View Full Version : Confused
forensikfreak
11-22-2006, 09:20 PM
So I am engaged to this guy...at 17...yeah, I know what you're thinking "wow, thats really young to be engaged"...Well, sometimes I agree, but what can you do when you're in love right?
Recently, my guy's been changing...he's not as caring as before, and all he thinks about recently is himself. I'm not sure if I should worry about this or not.
However, I am, in fact, worried about our relationship in the fact that...I don't think i'm ready for such a big commitment. I want to be able to have fun and not be tied down, but I still love him.
What should I do?:confused:
adorkably x cute
11-22-2006, 09:39 PM
okay. well there is this boy and we went out for 6 months, almost 7 months. then during the summer, we never saw each other or talked so i broke up with him and we loved each other. when we were going out we called each other everynight and talked on the phone for like almost 2 hours and we were in love i just knew it. and then ever since i broke up with him, its been very bad. after that summer, he still liked me and i liked him but he also liked one of my best friends who gets all the guys that i like. so he asked her out instead of me and he said he would have asked ME out if i would have told him i liked him. but they broke up becase she never talked to him and every since that has happened, we never talk. he doenst even look at me. what do i do? please help me.
demonica75
11-24-2006, 09:03 AM
dear emily,
you are so young, i know you are so in love,but i do think seventeen is way too young too get married. i know you don't think that right know, because you are so in love. is your boyfriend seventeen as well? if he is, he is also too young and he will go through a lot of changes and so will you. your life is just starting, your moods and feelings will go through so many changes. i think you should be in a relationship with him for few years before you commit to marriage. i am sure there is so much still to learn about each other, you need to give it more time.
audreycsmith
11-27-2006, 12:17 AM
Dear F:
Being engaged at this age is way too young. Young people are so busy trying to grow up that you miss out on all the things that God wanted you to experience as a young adult. You have problems at home, feel too much pressure, right? The engagement is your way out, when the two of you do get married. It is pure natural for you to start thinking different about your engagement. Your friend, if he truly loves you, will wait for a while before he steps into a big commitment such as marriage. What about your schooling? I am talking about College. Is your finance' planning on going to College? You cannot get a good job, paying you what you deserve, without College. Plus, when you go to College, you will meet other people, with interests just as yours. Is your boyfriend (finance') ready for that?

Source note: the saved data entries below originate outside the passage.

//! # Error Taxonomy
//!
//! A single hierarchical error type shared by every fallible boundary in the gateway:
//! the config store, the GPU backend registry, the stream registry, and the REST
//! handlers. Each variant fixes its own HTTP status and REST error code and
//! carries enough context to produce a useful log line without leaking internals to
//! the client.
//!
//! ## Architecture
//!
//! - **Error Types**: a flat enum, one variant per REST error code, each holding an
//!   [`ErrorContext`] for operation/detail strings attached as the error propagates.
//! - **Classification**: severity (log level only, never the REST status) and
//!   `retryable()` (whether a Worker restart loop should count this failure).
//! - **Rendering**: `IntoResponse` maps every variant straight to the JSON body and
//!   status code fixed by the error code table.
//!
//! ## Usage
//!
//! ```rust
//! use rtsp_gateway::error::AppError;
//!
//! let error = AppError::duplicate_name("Front Door").with_operation("registry.create");
//! assert_eq!(error.code(), rtsp_gateway::error::ErrorCode::DuplicateName);
//! ```

use std::fmt;
use std::time::SystemTime;

use axum::Json;
use axum::http::StatusCode;
use axum::response::{IntoResponse, Response};
use serde::Serialize;

/// How loudly a given error should be logged. Never affects the REST status code,
/// which is fixed per [`AppError`] variant.
#[derive(Debug, Clone, Copy, PartialEq, Eq, PartialOrd, Ord)]
pub enum ErrorSeverity {
    Debug,
    Info,
    Warning,
    Error,
    Critical,
}

impl fmt::Display for ErrorSeverity {
    fn fmt(&self, f: &mut fmt::Formatter<'_>) -> fmt::Result {
        let s = match self {
            ErrorSeverity::Debug => "debug",
            ErrorSeverity::Info => "info",
            ErrorSeverity::Warning => "warning",
            ErrorSeverity::Error => "error",
            ErrorSeverity::Critical => "critical",
        };
        f.write_str(s)
    }
}

/// Context accumulated as an error crosses module boundaries.
#[derive(Debug, Clone, Default)]
pub struct ErrorContext {
    pub operation: Option<String>,
    pub detail: Option<String>,
    pub timestamp: Option<SystemTime>,
}

impl ErrorContext {
    fn stamped() -> Self {
        Self { operation: None, detail: None, timestamp: Some(SystemTime::now()) }
    }
}

/// The REST error code returned in `{code, message, details?}` bodies.
#[derive(Debug, Clone, Copy, PartialEq, Eq, Serialize)]
#[serde(rename_all = "SCREAMING_SNAKE_CASE")]
pub enum ErrorCode {
    InvalidRtspUrl,
    DuplicateName,
    InvalidParams,
    InvalidOrder,
    NotFound,
    ConcurrencyLimit,
    GpuUnavailable,
    StreamNotRunning,
    RateLimited,
    Internal,
}

/// Process-wide error type. Every variant fixes its HTTP status and [`ErrorCode`];
/// `context` carries whatever operation-specific detail was attached on the way up.
#[derive(Debug)]
pub enum AppError {
    InvalidRtspUrl { reason: String, context: ErrorContext },
    DuplicateName { name: String, context: ErrorContext },
    InvalidParams { reason: String, context: ErrorContext },
    InvalidOrder { reason: String, context: ErrorContext },
    NotFound { id: String, context: ErrorContext },
    ConcurrencyLimit { limit: usize, context: ErrorContext },
    GpuUnavailable { context: ErrorContext },
    StreamNotRunning { id: String, context: ErrorContext },
    RateLimited { retry_after_secs: u64, context: ErrorContext },
    ConfigIo { source: std::io::Error, context: ErrorContext },
    Schema { reason: String, context: ErrorContext },
    Internal { reason: String, context: ErrorContext },
}

impl AppError {
    pub fn invalid_rtsp_url(reason: impl Into<String>) -> Self {
        AppError::InvalidRtspUrl { reason: reason.into(), context: ErrorContext::stamped() }
    }

    pub fn duplicate_name(name: impl Into<String>) -> Self {
        AppError::DuplicateName { name: name.into(), context: ErrorContext::stamped() }
    }

    pub fn invalid_params(reason: impl Into<String>) -> Self {
        AppError::InvalidParams { reason: reason.into(), context: ErrorContext::stamped() }
    }

    pub fn invalid_order(reason: impl Into<String>) -> Self {
        AppError::InvalidOrder { reason: reason.into(), context: ErrorContext::stamped() }
    }

    pub fn not_found(id: impl Into<String>) -> Self {
        AppError::NotFound { id: id.into(), context: ErrorContext::stamped() }
    }

    pub fn concurrency_limit(limit: usize) -> Self {
        AppError::ConcurrencyLimit { limit, context: ErrorContext::stamped() }
    }

    pub fn gpu_unavailable() -> Self {
        AppError::GpuUnavailable { context: ErrorContext::stamped() }
    }

    pub fn stream_not_running(id: impl Into<String>) -> Self {
        AppError::StreamNotRunning { id: id.into(), context: ErrorContext::stamped() }
    }

    pub fn rate_limited(retry_after_secs: u64) -> Self {
        AppError::RateLimited { retry_after_secs, context: ErrorContext::stamped() }
    }

    pub fn schema(reason: impl Into<String>) -> Self {
        AppError::Schema { reason: reason.into(), context: ErrorContext::stamped() }
    }

    pub fn internal(reason: impl Into<String>) -> Self {
        AppError::Internal { reason: reason.into(), context: ErrorContext::stamped() }
    }

    /// Attach an operation name; used as the error bubbles up through call sites that
    /// want to say *where* it happened without changing *what* happened.
    pub fn with_operation(mut self, operation: impl Into<String>) -> Self {
        self.context_mut().operation = Some(operation.into());
        self
    }

    pub fn with_detail(mut self, detail: impl Into<String>) -> Self {
        self.context_mut().detail = Some(detail.into());
        self
    }

    fn context_mut(&mut self) -> &mut ErrorContext {
        match self {
            AppError::InvalidRtspUrl { context, .. }
            | AppError::DuplicateName { context, .. }
            | AppError::InvalidParams { context, .. }
            | AppError::InvalidOrder { context, .. }
            | AppError::NotFound { context, .. }
            | AppError::ConcurrencyLimit { context, .. }
            | AppError::GpuUnavailable { context }
            | AppError::StreamNotRunning { context, .. }
            | AppError::RateLimited { context, .. }
            | AppError::ConfigIo { context, .. }
            | AppError::Schema { context, .. }
            | AppError::Internal { context, .. } => context,
        }
    }

    pub fn context(&self) -> &ErrorContext {
        match self {
            AppError::InvalidRtspUrl { context, .. }
            | AppError::DuplicateName { context, .. }
            | AppError::InvalidParams { context, .. }
            | AppError::InvalidOrder { context, .. }
            | AppError::NotFound { context, .. }
            | AppError::ConcurrencyLimit { context, .. }
            | AppError::GpuUnavailable { context }
            | AppError::StreamNotRunning { context, .. }
            | AppError::RateLimited { context, .. }
            | AppError::ConfigIo { context, .. }
            | AppError::Schema { context, .. }
            | AppError::Internal { context, .. } => context,
        }
    }

    pub fn code(&self) -> ErrorCode {
        match self {
            AppError::InvalidRtspUrl { .. } => ErrorCode::InvalidRtspUrl,
            AppError::DuplicateName { .. } => ErrorCode::DuplicateName,
            AppError::InvalidParams { .. } => ErrorCode::InvalidParams,
            AppError::InvalidOrder { .. } => ErrorCode::InvalidOrder,
            AppError::NotFound { .. } => ErrorCode::NotFound,
            AppError::ConcurrencyLimit { .. } => ErrorCode::ConcurrencyLimit,
            AppError::GpuUnavailable { .. } => ErrorCode::GpuUnavailable,
            AppError::StreamNotRunning { .. } => ErrorCode::StreamNotRunning,
            AppError::RateLimited { .. } => ErrorCode::RateLimited,
            AppError::ConfigIo { .. } | AppError::Schema { .. } | AppError::Internal { .. } => {
                ErrorCode::Internal
            }
        }
    }

    pub fn status(&self) -> StatusCode {
        match self {
            AppError::InvalidRtspUrl { .. }
            | AppError::DuplicateName { .. }
            | AppError::InvalidParams { .. }
            | AppError::InvalidOrder { .. } => StatusCode::BAD_REQUEST,
            AppError::NotFound { .. } => StatusCode::NOT_FOUND,
            AppError::ConcurrencyLimit { .. } => StatusCode::CONFLICT,
            AppError::GpuUnavailable { .. } | AppError::StreamNotRunning { .. } => {
                StatusCode::SERVICE_UNAVAILABLE
            }
            AppError::RateLimited { .. } => StatusCode::TOO_MANY_REQUESTS,
            AppError::ConfigIo { .. } | AppError::Schema { .. } | AppError::Internal { .. } => {
                StatusCode::INTERNAL_SERVER_ERROR
            }
        }
    }

    /// Log-level-only classification.
    pub fn severity(&self) -> ErrorSeverity {
        match self {
            AppError::InvalidRtspUrl { .. }
            | AppError::DuplicateName { .. }
            | AppError::InvalidParams { .. }
            | AppError::InvalidOrder { .. }
            | AppError::NotFound { .. } => ErrorSeverity::Info,
            AppError::RateLimited { .. } => ErrorSeverity::Debug,
            AppError::ConcurrencyLimit { .. }
            | AppError::GpuUnavailable { .. }
            | AppError::StreamNotRunning { .. } => ErrorSeverity::Warning,
            AppError::ConfigIo { .. } | AppError::Schema { .. } => ErrorSeverity::Critical,
            AppError::Internal { .. } => ErrorSeverity::Error,
        }
    }

    /// Whether a Worker encountering this error should count it toward its restart
    /// backoff, as opposed to a client-fault error that should simply be returned.
    pub fn retryable(&self) -> bool {
        matches!(
            self,
            AppError::ConfigIo { .. } | AppError::Internal { .. } | AppError::GpuUnavailable { .. }
        )
    }

    fn message(&self) -> String {
        match self {
            AppError::InvalidRtspUrl { reason, .. } => reason.clone(),
            AppError::DuplicateName { name, .. } => {
                format!("a stream named '{name}' already exists")
            }
            AppError::InvalidParams { reason, .. } => reason.clone(),
            AppError::InvalidOrder { reason, .. } => reason.clone(),
            AppError::NotFound { id, .. } => format!("no stream with id '{id}'"),
            AppError::ConcurrencyLimit { limit, .. } => {
                format!("starting this stream would exceed the limit of {limit} running workers")
            }
            AppError::GpuUnavailable { .. } => {
                "hardware acceleration was required but no GPU backend was detected".to_string()
            }
            AppError::StreamNotRunning { id, .. } => format!("stream '{id}' is not running"),
            AppError::RateLimited { .. } => "too many requests".to_string(),
            AppError::ConfigIo { .. } | AppError::Schema { .. } | AppError::Internal { .. } => {
                "internal server error".to_string()
            }
        }
    }

    fn code_str(&self) -> &'static str {
        match self.code() {
            ErrorCode::InvalidRtspUrl => "INVALID_RTSP_URL",
            ErrorCode::DuplicateName => "DUPLICATE_NAME",
            ErrorCode::InvalidParams => "INVALID_PARAMS",
            ErrorCode::InvalidOrder => "INVALID_ORDER",
            ErrorCode::NotFound => "NOT_FOUND",
            ErrorCode::ConcurrencyLimit => "CONCURRENCY_LIMIT",
            ErrorCode::GpuUnavailable => "GPU_UNAVAILABLE",
            ErrorCode::StreamNotRunning => "STREAM_NOT_RUNNING",
            ErrorCode::RateLimited => "RATE_LIMITED",
            ErrorCode::Internal => "INTERNAL",
        }
    }
}

impl fmt::Display for AppError {
    fn fmt(&self, f: &mut fmt::Formatter<'_>) -> fmt::Result {
        write!(f, "{}: {}", self.code_str(), self.message())
    }
}

impl std::error::Error for AppError {
    fn source(&self) -> Option<&(dyn std::error::Error + 'static)> {
        match self {
            AppError::ConfigIo { source, .. } => Some(source),
            _ => None,
        }
    }
}

impl From<std::io::Error> for AppError {
    fn from(e: std::io::Error) -> Self {
        AppError::ConfigIo { source: e, context: ErrorContext::stamped() }
    }
}

impl From<serde_yaml::Error> for AppError {
    fn from(e: serde_yaml::Error) -> Self {
        AppError::Schema { reason: e.to_string(), context: ErrorContext::stamped() }
    }
}

/// Error classification utilities, mirroring what a Worker or the Registry needs to
/// decide without matching on every variant by hand.
pub mod classify {
    use super::*;

    pub fn is_client_fault(error: &AppError) -> bool {
        matches!(
            error,
            AppError::InvalidRtspUrl { .. }
                | AppError::DuplicateName { .. }
                | AppError::InvalidParams { .. }
                | AppError::InvalidOrder { .. }
                | AppError::NotFound { .. }
        )
    }

    pub fn requires_operator_attention(error: &AppError) -> bool {
        error.severity() >= ErrorSeverity::Critical
    }
}

#[derive(Serialize)]
struct ErrorBody {
    code: ErrorCode,
    message: String,
    #[serde(skip_serializing_if = "Option::is_none")]
    details: Option<serde_json::Value>,
    // Filled in by the request middleware, which is the only place that knows
    // the minted request id; left `None` here since `AppError` itself is
    // built with no access to the in-flight request.
    #[serde(skip_serializing_if = "Option::is_none")]
    request_id: Option<String>,
}

impl IntoResponse for AppError {
    fn into_response(self) -> Response {
        let status = self.status();
        let retry_after = match &self {
            AppError::RateLimited { retry_after_secs, .. } => Some(*retry_after_secs),
            _ => None,
        };
        let body = ErrorBody { code: self.code(), message: self.message(), details: None, request_id: None };
        let mut response = (status, Json(body)).into_response();
        if let Some(secs) = retry_after {
            if let Ok(value) = axum::http::HeaderValue::from_str(&secs.to_string()) {
                response.headers_mut().insert(axum::http::header::RETRY_AFTER, value);
            }
        }
        response
    }
}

I would announce that the engagement is off, that you still love him, but you are not sure if this is what you want as this time. Marriage is about truth and commitment. Are you ready to do both? It doesn't sound like you are being truthful to him right now. Give other people a chance to meet and be with you, and you give him that same chance, so that when you do step to the alter, it is because you know deep in your heart, that your man is the man you want to love and respect - for life.
bfn: audreycsmith@verizon.net
spaceship94
12-12-2006, 12:03 AM
Well, only you know if "truly" love him and only he knows if he "truly" loves you. I was engeged to this girl when I was 14... I got her a ring and all that good stuff. Shortly after that, she started getting REALLY jealous. Honestly, it was to the point of paranoid and I couldn't even talk to another female (my family included) without being accused of cheating. I never gave her a reason not to trust me but she was just over-posessive. While I still cared about her, I realized I was still young and we both still had a lot to learn. Alot can change from 14 to 17 so I'm getting to that.
Right now I have a friend. We used to talk and hang out all the time. She started dating this guy and she started spending more time with him, which I can understand, so just showing respect for him, I backed off a lot because I don't want to be the cause of break-up and lose a friend over it. Well, They only dated a few months and they're engaged, she's not even 17 yet. I called her one time since then and haven't since then because she was scared he'd find out and dump her for it. How sad is that?
Although your situation seems to e slightly differrent from these 2 I've mentioned, my point is you're still young and have a lot to learn. I am your age and I'm more appreciatative every day that I took that ring back and let her go (There were other issues that had to do with that decision). Since then, I can say I've loved 1 girl, but that's also another story. Other than that, I'm enjoying just dating around and enjoying life without a big commitment. You only get youth once, so don't throw it away trying to grow up too fast. I reccomend just sitting down and expressing how you feel to him, and hopefully, he'll understand and straighten up. If not, then you DEFINATELY might want to reconsider a big commitment like that. And just for truth but kicks and laughs, the average male's brain isn't fully developed until about age 25 if you want a decent gauge to judge by before you get married. ;)Hope all goes well for you!